At Vickers’ annual meeting, held hours after the company confirmed it would make the sale, some investors voiced disappointment that one of the most famous of British brands was falling into foreign hands.
Chairman Sir Colin Chandler fended off questions and said the deal ensured investment in future luxury car models and job security.
He said shareholders would receive a slice of the proceeds of the sale and that the money left over would be invested in Vickers’ other businesses.

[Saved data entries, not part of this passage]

//! Binary protocol packet framing.
//!
//! # Wire Format
//!
//! Every packet, request or response, is a 24-byte header followed by
//! extras, key, and value in that order:
//!
//! ```text
//! 0       magic            1   (0x80 request / 0x81 response)
//! 1       opcode           1
//! 2..4    key length       2   big-endian
//! 4       extras length    1
//! 5       data type        1   (always 0)
//! 6..8    vbucket/status   2   (request: vbucket, 0 / response: status)
//! 8..12   total body       4   (extras + key + value)
//! 12..16  opaque           4   (echoed verbatim)
//! 16..24  cas              8
//! 24..    extras, key, value
//! ```
//!
//! The readers here never consume partial frames: until a complete packet
//! is buffered they return `Ok(None)` and leave the buffer untouched.

use bytes::{Buf, BufMut, Bytes, BytesMut};
use ember_core::Limits;

use crate::error::{ProtoError, ProtoResult};
use crate::opcode::Opcode;
use crate::status::Status;

pub use ember_core::HEADER_BYTES;

/// Magic byte opening every request packet.
pub const MAGIC_REQUEST: u8 = 0x80;

/// Magic byte opening every response packet.
pub const MAGIC_RESPONSE: u8 = 0x81;

/// Parsed header of a request packet.
#[derive(Debug, Clone, Copy, PartialEq, Eq)]
pub struct RequestHeader {
    /// The command.
    pub opcode: Opcode,
    /// Virtual bucket id; this client always writes 0.
    pub vbucket: u16,
    /// Caller-chosen pairing tag.
    pub opaque: u32,
    /// Compare-and-swap token, 0 when unused.
    pub cas: u64,
}

/// Parsed header of a response packet.
#[derive(Debug, Clone, Copy, PartialEq, Eq)]
pub struct ResponseHeader {
    /// The command this responds to.
    pub opcode: Opcode,
    /// The server's status word.
    pub status: Status,
    /// The request's opaque, echoed.
    pub opaque: u32,
    /// The item's cas token, when the command yields one.
    pub cas: u64,
}

/// A complete request packet, split into its sections.
#[derive(Debug, Clone)]
pub struct RequestFrame {
    /// The parsed header.
    pub header: RequestHeader,
    /// The extras section.
    pub extras: Bytes,
    /// The key section.
    pub key: Bytes,
    /// The value section.
    pub value: Bytes,
}

/// A complete response packet, split into its sections.
#[derive(Debug, Clone)]
pub struct ResponseFrame {
    /// The parsed header.
    pub header: ResponseHeader,
    /// The extras section.
    pub extras: Bytes,
    /// The key section.
    pub key: Bytes,
    /// The value section.
    pub value: Bytes,
}

/// Appends a request packet to `buf`.
///
/// Writes exactly `24 + extras.len() + key.len() + value.len()` bytes.
#[allow(clippy::cast_possible_truncation)] // Section sizes are validated upstream.
pub fn write_request(
    buf: &mut BytesMut,
    opcode: Opcode,
    opaque: u32,
    cas: u64,
    extras: &[u8],
    key: &[u8],
    value: &[u8],
) {
    let total_body = extras.len() + key.len() + value.len();
    buf.reserve(HEADER_BYTES + total_body);
    buf.put_u8(MAGIC_REQUEST);
    buf.put_u8(opcode.as_u8());
    buf.put_u16(key.len() as u16);
    buf.put_u8(extras.len() as u8);
    buf.put_u8(0); // data type
    buf.put_u16(0); // vbucket
    buf.put_u32(total_body as u32);
    buf.put_u32(opaque);
    buf.put_u64(cas);
    buf.put_slice(extras);
    buf.put_slice(key);
    buf.put_slice(value);
}

/// Appends a response packet to `buf`.
///
/// The client never sends responses; this exists for the other end of the
/// wire (test servers, proxies) so both directions share one layout.
#[allow(clippy::cast_possible_truncation)] // Section sizes are validated upstream.
pub fn write_response(
    buf: &mut BytesMut,
    opcode: Opcode,
    status: Status,
    opaque: u32,
    cas: u64,
    extras: &[u8],
    key: &[u8],
    value: &[u8],
) {
    let total_body = extras.len() + key.len() + value.len();
    buf.reserve(HEADER_BYTES + total_body);
    buf.put_u8(MAGIC_RESPONSE);
    buf.put_u8(opcode.as_u8());
    buf.put_u16(key.len() as u16);
    buf.put_u8(extras.len() as u8);
    buf.put_u8(0); // data type
    buf.put_u16(status.code());
    buf.put_u32(total_body as u32);
    buf.put_u32(opaque);
    buf.put_u64(cas);
    buf.put_slice(extras);
    buf.put_slice(key);
    buf.put_slice(value);
}

/// Reads one complete response packet from `buf`, if buffered.
///
/// Returns `Ok(None)` until the full packet is available; partial frames
/// are never consumed.
///
/// # Errors
/// Returns an error on a bad magic byte, an unknown opcode, inconsistent
/// section lengths, or a body exceeding `limits.max_frame_bytes`.
pub fn read_response_frame(
    buf: &mut BytesMut,
    limits: &Limits,
) -> ProtoResult<Option<ResponseFrame>> {
    let Some(parts) = read_common(buf, MAGIC_RESPONSE, limits)? else {
        return Ok(None);
    };
    let (opcode, field, opaque, cas, extras, key, value) = parts;
    Ok(Some(ResponseFrame {
        header: ResponseHeader {
            opcode,
            status: Status::from_code(field),
            opaque,
            cas,
        },
        extras,
        key,
        value,
    }))
}

/// Reads one complete request packet from `buf`, if buffered.
///
/// The server-side twin of [`read_response_frame`], with the same
/// no-partial-consumption contract.
///
/// # Errors
/// Returns an error on a bad magic byte, an unknown opcode, inconsistent
/// section lengths, or a body exceeding `limits.max_frame_bytes`.
pub fn read_request_frame(
    buf: &mut BytesMut,
    limits: &Limits,
) -> ProtoResult<Option<RequestFrame>> {
    let Some(parts) = read_common(buf, MAGIC_REQUEST, limits)? else {
        return Ok(None);
    };
    let (opcode, field, opaque, cas, extras, key, value) = parts;
    Ok(Some(RequestFrame {
        header: RequestHeader {
            opcode,
            vbucket: field,
            opaque,
            cas,
        },
        extras,
        key,
        value,
    }))
}

type FrameParts = (Opcode, u16, u32, u64, Bytes, Bytes, Bytes);

fn read_common(
    buf: &mut BytesMut,
    expected_magic: u8,
    limits: &Limits,
) -> ProtoResult<Option<FrameParts>> {
    if buf.len() < HEADER_BYTES {
        return Ok(None);
    }

    let magic = buf[0];
    if magic != expected_magic {
        return Err(ProtoError::BadMagic {
            value: magic,
            expected: expected_magic,
        });
    }

    let opcode_byte = buf[1];
    let key_len = usize::from(u16::from_be_bytes([buf[2], buf[3]]));
    let extras_len = usize::from(buf[4]);
    let field = u16::from_be_bytes([buf[6], buf[7]]);
    let total_body = u32::from_be_bytes([buf[8], buf[9], buf[10], buf[11]]) as usize;
    let opaque = u32::from_be_bytes([buf[12], buf[13], buf[14], buf[15]]);
    let cas = u64::from_be_bytes([
        buf[16], buf[17], buf[18], buf[19], buf[20], buf[21], buf[22], buf[23],
    ]);

    if total_body as u64 > u64::from(limits.max_frame_bytes) {
        return Err(ProtoError::FrameTooLarge {
            size: total_body as u64,
            max: limits.max_frame_bytes,
        });
    }
    if extras_len + key_len > total_body {
        return Err(ProtoError::MalformedFrame {
            reason: "extras and key exceed total body",
        });
    }

    // The whole packet must be buffered before anything is consumed.
    if buf.len() < HEADER_BYTES + total_body {
        return Ok(None);
    }

    let opcode =
        Opcode::from_u8(opcode_byte).ok_or(ProtoError::UnknownOpcode { value: opcode_byte })?;

    let mut frame = buf.split_to(HEADER_BYTES + total_body).freeze();
    frame.advance(HEADER_BYTES);
    let extras = frame.split_to(extras_len);
    let key = frame.split_to(key_len);
    let value = frame;

    Ok(Some((opcode, field, opaque, cas, extras, key, value)))
}

#[cfg(test)]
mod tests {
    use super::*;

    #[test]
    fn test_request_layout_golden() {
        let mut buf = BytesMut::new();
        let extras = [0x00, 0x00, 0x00, 0x07, 0x00, 0x00, 0x00, 0x3C];
        write_request(
            &mut buf,
            Opcode::Set,
            0x1234_5678,
            0x0102_0304_0506_0708,
            &extras,
            b"abc",
            b"hi",
        );

        assert_eq!(buf.len(), HEADER_BYTES + 8 + 3 + 2);
        assert_eq!(buf[0], 0x80);
        assert_eq!(buf[1], 0x01);
        assert_eq!(&buf[2..4], &[0x00, 0x03]); // key length
        assert_eq!(buf[4], 0x08); // extras length
        assert_eq!(buf[5], 0x00); // data type
        assert_eq!(&buf[6..8], &[0x00, 0x00]); // vbucket
        assert_eq!(&buf[8..12], &[0x00, 0x00, 0x00, 0x0D]); // total body = 13
        assert_eq!(&buf[12..16], &[0x12, 0x34, 0x56, 0x78]);
        assert_eq!(&buf[16..24], &[0x01, 0x02, 0x03, 0x04, 0x05, 0x06, 0x07, 0x08]);
        assert_eq!(&buf[24..32], &extras);
        assert_eq!(&buf[32..35], b"abc");
        assert_eq!(&buf[35..37], b"hi");
    }

    #[test]
    fn test_response_roundtrip() {
        let mut buf = BytesMut::new();
        write_response(
            &mut buf,
            Opcode::Get,
            Status::NoError,
            42,
            99,
            &[0, 0, 0, 1],
            b"",
            b"value",
        );

        let frame = read_response_frame(&mut buf, &Limits::new())
            .unwrap()
            .unwrap();
        assert_eq!(frame.header.opcode, Opcode::Get);
        assert_eq!(frame.header.status, Status::NoError);
        assert_eq!(frame.header.opaque, 42);
        assert_eq!(frame.header.cas, 99);
        assert_eq!(frame.extras.as_ref(), &[0, 0, 0, 1]);
        assert_eq!(frame.value.as_ref(), b"value");
        assert!(buf.is_empty());
    }

    #[test]
    fn test_partial_frame_not_consumed() {
        let mut full = BytesMut::new();
        write_response(
            &mut full,
            Opcode::Get,
            Status::NoError,
            1,
            0,
            &[0, 0, 0, 0],
            b"",
            b"abcdef",
        );

        let mut buf = BytesMut::new();
        for cut in [1, HEADER_BYTES - 1, HEADER_BYTES, full.len() - 1] {
            buf.clear();
            buf.extend_from_slice(&full[..cut]);
            let before = buf.len();
            assert!(read_response_frame(&mut buf, &Limits::new())
                .unwrap()
                .is_none());
            assert_eq!(buf.len(), before, "partial frame must not be consumed");
        }
    }

    #[test]
    fn test_bad_magic_rejected() {
        let mut buf = BytesMut::new();
        write_request(&mut buf, Opcode::Get, 1, 0, &[], b"k", b"");
        // A request magic where a response is expected poisons the stream.
        let err = read_response_frame(&mut buf, &Limits::new()).unwrap_err();
        assert!(matches!(err, ProtoError::BadMagic { value: 0x80, .. }));
    }

    #[test]
    fn test_oversized_body_rejected() {
        let mut buf = BytesMut::new();
        buf.put_u8(MAGIC_RESPONSE);
        buf.put_u8(0x00);
        buf.put_u16(0);
        buf.put_u8(0);
        buf.put_u8(0);
        buf.put_u16(0);
        buf.put_u32(u32::MAX); // absurd total body
        buf.put_u32(0);
        buf.put_u64(0);
        let err = read_response_frame(&mut buf, &Limits::for_testing()).unwrap_err();
        assert!(matches!(err, ProtoError::FrameTooLarge { .. }));
    }

    #[test]
    fn test_inconsistent_lengths_rejected() {
        let mut buf = BytesMut::new();
        buf.put_u8(MAGIC_RESPONSE);
        buf.put_u8(0x00);
        buf.put_u16(10); // key length 10
        buf.put_u8(0);
        buf.put_u8(0);
        buf.put_u16(0);
        buf.put_u32(4); // but total body only 4
        buf.put_u32(0);
        buf.put_u64(0);
        buf.put_slice(&[0, 0, 0, 0]);
        let err = read_response_frame(&mut buf, &Limits::new()).unwrap_err();
        assert!(matches!(err, ProtoError::MalformedFrame { .. }));
    }
}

``There has been a lot of anger,″ said Michael Shrimpton, who is leading a rival bid by a team of British enthusiasts and private investors. ``We will study the deal by BMW and hope to have a higher bid on the table before shareholders meet again to approve the sale to BMW″ in early June.
Retired engineer Ralph Humphreys, another shareholder, said, ``We’ve been promised many times that the business would not be sold to a foreign buyer. I will do all that I can with my tiny shareholding to stop that.″
Volkswagen, which is trying to woo Rolls-Royce away from Bayerische Motoren Werke AG, has been hoping Vickers shareholders will reject BMW’s cash offer in favor of a reportedly higher VW bid.
Vickers said it had reached full agreement on the terms of the sale and had entered into a contract with BMW. In March, Vickers said it had accepted the bid from Munich-based BMW _ which already supplies Vickers with engines for the latest Rolls-Royce models.
In Wolfsburg, Germany, Volkswagen spokesman Kurt Rippholz said the news had not come as a surprise but he would make no further comment. But Dow Jones Newswires quoted an unidentified source as saying VW would launch a rival bid.
Vickers said it would create a new holding company for its continuing businesses and return some proceeds of the sale to shareholders. Under the plan, Vickers shareholders are to exchange each existing share for one share in the new holding company, plus 92 cents.